**Your instructions**
Write the entries out exactly, with the final line being the one containing "attacker can force.".

BEGIN Information supplied

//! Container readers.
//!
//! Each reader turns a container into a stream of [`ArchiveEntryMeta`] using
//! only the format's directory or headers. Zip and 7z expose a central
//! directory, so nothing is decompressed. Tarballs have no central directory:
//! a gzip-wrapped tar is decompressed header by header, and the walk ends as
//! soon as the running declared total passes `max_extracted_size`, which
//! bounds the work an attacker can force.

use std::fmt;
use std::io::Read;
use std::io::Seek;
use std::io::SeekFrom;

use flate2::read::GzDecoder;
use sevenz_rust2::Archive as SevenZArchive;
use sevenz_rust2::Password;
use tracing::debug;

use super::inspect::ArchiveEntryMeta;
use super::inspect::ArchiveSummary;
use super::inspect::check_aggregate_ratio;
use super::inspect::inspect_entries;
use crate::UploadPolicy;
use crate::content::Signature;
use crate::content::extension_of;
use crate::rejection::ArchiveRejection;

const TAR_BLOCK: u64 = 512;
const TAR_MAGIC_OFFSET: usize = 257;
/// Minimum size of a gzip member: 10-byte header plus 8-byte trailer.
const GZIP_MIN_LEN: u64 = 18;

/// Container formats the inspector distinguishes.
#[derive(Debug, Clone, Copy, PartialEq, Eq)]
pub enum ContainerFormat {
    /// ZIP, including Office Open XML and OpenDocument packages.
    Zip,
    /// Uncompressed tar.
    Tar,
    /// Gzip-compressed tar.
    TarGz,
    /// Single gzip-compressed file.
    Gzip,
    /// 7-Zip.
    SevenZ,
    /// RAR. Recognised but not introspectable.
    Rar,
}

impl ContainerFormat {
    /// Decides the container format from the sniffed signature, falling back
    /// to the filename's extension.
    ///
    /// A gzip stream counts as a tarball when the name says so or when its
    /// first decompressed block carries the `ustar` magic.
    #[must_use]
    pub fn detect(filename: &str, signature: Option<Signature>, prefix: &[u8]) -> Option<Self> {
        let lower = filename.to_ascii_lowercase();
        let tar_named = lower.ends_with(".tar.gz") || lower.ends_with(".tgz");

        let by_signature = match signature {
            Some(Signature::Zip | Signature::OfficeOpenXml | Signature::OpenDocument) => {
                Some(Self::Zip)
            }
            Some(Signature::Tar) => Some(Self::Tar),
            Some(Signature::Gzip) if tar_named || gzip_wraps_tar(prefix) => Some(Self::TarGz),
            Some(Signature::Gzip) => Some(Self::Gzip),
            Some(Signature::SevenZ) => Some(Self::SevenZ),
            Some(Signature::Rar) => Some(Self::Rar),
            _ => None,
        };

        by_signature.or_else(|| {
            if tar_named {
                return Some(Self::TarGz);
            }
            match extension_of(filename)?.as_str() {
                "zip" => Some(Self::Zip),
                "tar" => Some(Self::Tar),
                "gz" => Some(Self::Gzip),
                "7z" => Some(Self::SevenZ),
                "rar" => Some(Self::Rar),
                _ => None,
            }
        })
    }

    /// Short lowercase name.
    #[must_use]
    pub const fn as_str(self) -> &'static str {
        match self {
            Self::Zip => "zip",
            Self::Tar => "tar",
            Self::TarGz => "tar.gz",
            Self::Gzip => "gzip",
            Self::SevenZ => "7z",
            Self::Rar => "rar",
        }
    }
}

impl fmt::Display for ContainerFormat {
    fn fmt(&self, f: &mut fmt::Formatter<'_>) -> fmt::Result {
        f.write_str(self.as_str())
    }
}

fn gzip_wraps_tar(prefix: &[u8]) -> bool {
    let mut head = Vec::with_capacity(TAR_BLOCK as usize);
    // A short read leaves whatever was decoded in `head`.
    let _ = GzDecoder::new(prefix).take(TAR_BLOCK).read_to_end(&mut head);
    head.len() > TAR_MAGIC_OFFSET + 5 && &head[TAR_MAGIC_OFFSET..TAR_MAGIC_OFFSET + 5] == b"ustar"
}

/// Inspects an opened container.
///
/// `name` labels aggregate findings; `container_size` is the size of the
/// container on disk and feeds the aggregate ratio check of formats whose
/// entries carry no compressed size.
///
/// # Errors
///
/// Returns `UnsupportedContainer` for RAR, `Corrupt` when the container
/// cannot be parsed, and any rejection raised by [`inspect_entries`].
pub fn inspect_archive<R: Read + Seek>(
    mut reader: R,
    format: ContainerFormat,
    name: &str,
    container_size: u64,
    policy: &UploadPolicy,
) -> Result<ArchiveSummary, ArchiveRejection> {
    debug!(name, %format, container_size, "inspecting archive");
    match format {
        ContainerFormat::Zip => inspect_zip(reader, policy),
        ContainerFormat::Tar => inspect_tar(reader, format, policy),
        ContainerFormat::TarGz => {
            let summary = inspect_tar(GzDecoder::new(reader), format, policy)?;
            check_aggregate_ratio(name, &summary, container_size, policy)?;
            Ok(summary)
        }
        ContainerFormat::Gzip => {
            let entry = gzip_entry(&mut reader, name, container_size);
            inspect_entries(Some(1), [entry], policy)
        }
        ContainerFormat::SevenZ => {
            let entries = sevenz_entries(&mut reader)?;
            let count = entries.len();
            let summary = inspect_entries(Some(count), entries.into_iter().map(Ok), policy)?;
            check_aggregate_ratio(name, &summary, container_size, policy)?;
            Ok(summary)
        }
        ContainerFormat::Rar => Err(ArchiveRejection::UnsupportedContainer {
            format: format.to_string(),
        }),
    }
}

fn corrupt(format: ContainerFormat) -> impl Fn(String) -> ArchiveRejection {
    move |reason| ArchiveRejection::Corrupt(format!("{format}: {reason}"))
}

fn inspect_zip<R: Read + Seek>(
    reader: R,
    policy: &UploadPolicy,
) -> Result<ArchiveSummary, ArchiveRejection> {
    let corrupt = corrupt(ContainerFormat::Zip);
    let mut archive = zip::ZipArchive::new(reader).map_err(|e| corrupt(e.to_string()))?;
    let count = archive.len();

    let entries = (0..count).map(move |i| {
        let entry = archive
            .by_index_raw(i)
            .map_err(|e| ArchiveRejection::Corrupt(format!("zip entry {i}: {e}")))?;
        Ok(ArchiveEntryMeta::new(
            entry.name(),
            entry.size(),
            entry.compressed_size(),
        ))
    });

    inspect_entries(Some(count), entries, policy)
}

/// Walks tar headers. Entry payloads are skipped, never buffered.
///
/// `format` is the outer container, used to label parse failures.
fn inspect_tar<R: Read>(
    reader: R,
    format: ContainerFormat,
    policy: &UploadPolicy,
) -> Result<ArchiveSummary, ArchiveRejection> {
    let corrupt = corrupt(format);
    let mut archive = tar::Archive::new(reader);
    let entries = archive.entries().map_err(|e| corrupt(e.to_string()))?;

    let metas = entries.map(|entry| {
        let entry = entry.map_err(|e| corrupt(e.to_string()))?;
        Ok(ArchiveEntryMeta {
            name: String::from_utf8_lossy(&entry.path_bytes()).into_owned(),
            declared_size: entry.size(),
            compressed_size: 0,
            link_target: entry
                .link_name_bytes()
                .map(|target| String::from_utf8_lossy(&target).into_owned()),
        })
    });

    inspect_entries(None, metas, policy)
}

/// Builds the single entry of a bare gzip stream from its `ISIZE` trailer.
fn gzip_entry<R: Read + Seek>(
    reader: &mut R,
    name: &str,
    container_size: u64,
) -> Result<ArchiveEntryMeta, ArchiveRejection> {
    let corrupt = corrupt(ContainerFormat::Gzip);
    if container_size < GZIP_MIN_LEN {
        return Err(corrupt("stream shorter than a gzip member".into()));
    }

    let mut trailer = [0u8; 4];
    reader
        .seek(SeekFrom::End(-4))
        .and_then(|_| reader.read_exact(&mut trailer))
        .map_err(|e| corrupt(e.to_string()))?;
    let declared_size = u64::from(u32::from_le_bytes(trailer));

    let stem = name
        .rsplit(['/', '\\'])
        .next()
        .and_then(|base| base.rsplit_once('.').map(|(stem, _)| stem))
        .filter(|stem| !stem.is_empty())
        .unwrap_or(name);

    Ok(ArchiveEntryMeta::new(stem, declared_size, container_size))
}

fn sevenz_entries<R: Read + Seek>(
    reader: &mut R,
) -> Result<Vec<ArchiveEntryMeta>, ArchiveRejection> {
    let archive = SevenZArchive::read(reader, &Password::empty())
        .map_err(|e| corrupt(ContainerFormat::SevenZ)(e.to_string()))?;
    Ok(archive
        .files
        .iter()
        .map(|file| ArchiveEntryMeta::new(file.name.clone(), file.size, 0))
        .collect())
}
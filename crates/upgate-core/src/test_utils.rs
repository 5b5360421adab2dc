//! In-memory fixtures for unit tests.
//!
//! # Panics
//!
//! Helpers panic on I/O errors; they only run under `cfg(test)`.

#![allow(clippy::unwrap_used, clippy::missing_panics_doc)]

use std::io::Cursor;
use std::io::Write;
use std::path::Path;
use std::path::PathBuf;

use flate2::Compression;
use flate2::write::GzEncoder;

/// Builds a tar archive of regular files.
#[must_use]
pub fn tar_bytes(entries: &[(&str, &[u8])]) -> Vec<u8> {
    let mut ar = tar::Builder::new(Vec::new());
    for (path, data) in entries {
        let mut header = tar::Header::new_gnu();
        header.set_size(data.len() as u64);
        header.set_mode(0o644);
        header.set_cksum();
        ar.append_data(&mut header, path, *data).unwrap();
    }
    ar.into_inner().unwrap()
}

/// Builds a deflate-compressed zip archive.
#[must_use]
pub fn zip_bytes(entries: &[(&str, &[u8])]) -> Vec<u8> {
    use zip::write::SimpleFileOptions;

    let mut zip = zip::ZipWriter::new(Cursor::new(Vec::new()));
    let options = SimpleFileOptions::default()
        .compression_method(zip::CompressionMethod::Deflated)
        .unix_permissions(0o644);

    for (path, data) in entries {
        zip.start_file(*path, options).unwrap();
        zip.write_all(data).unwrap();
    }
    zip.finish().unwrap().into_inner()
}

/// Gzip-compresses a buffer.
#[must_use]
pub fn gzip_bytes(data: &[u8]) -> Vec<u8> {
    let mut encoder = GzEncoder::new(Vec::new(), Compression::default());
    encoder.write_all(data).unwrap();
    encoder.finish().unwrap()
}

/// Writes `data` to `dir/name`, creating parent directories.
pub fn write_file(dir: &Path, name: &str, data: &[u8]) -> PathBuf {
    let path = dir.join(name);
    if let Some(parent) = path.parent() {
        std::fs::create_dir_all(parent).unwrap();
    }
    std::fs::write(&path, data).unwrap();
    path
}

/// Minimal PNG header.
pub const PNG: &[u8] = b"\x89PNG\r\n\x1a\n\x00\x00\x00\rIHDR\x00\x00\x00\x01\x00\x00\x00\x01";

END Information supplied

**Your response**
//! Container readers.
//!
//! Each reader turns a container into a stream of [`ArchiveEntryMeta`] using
//! only the format's directory or headers. Zip and 7z expose a central
//! directory, so nothing is decompressed. Tarballs have no central directory:
//! a gzip-wrapped tar is decompressed header by header, and the walk ends as
//! soon as the running declared total passes `max_extracted_size`, which
//! bounds the work an attacker can force.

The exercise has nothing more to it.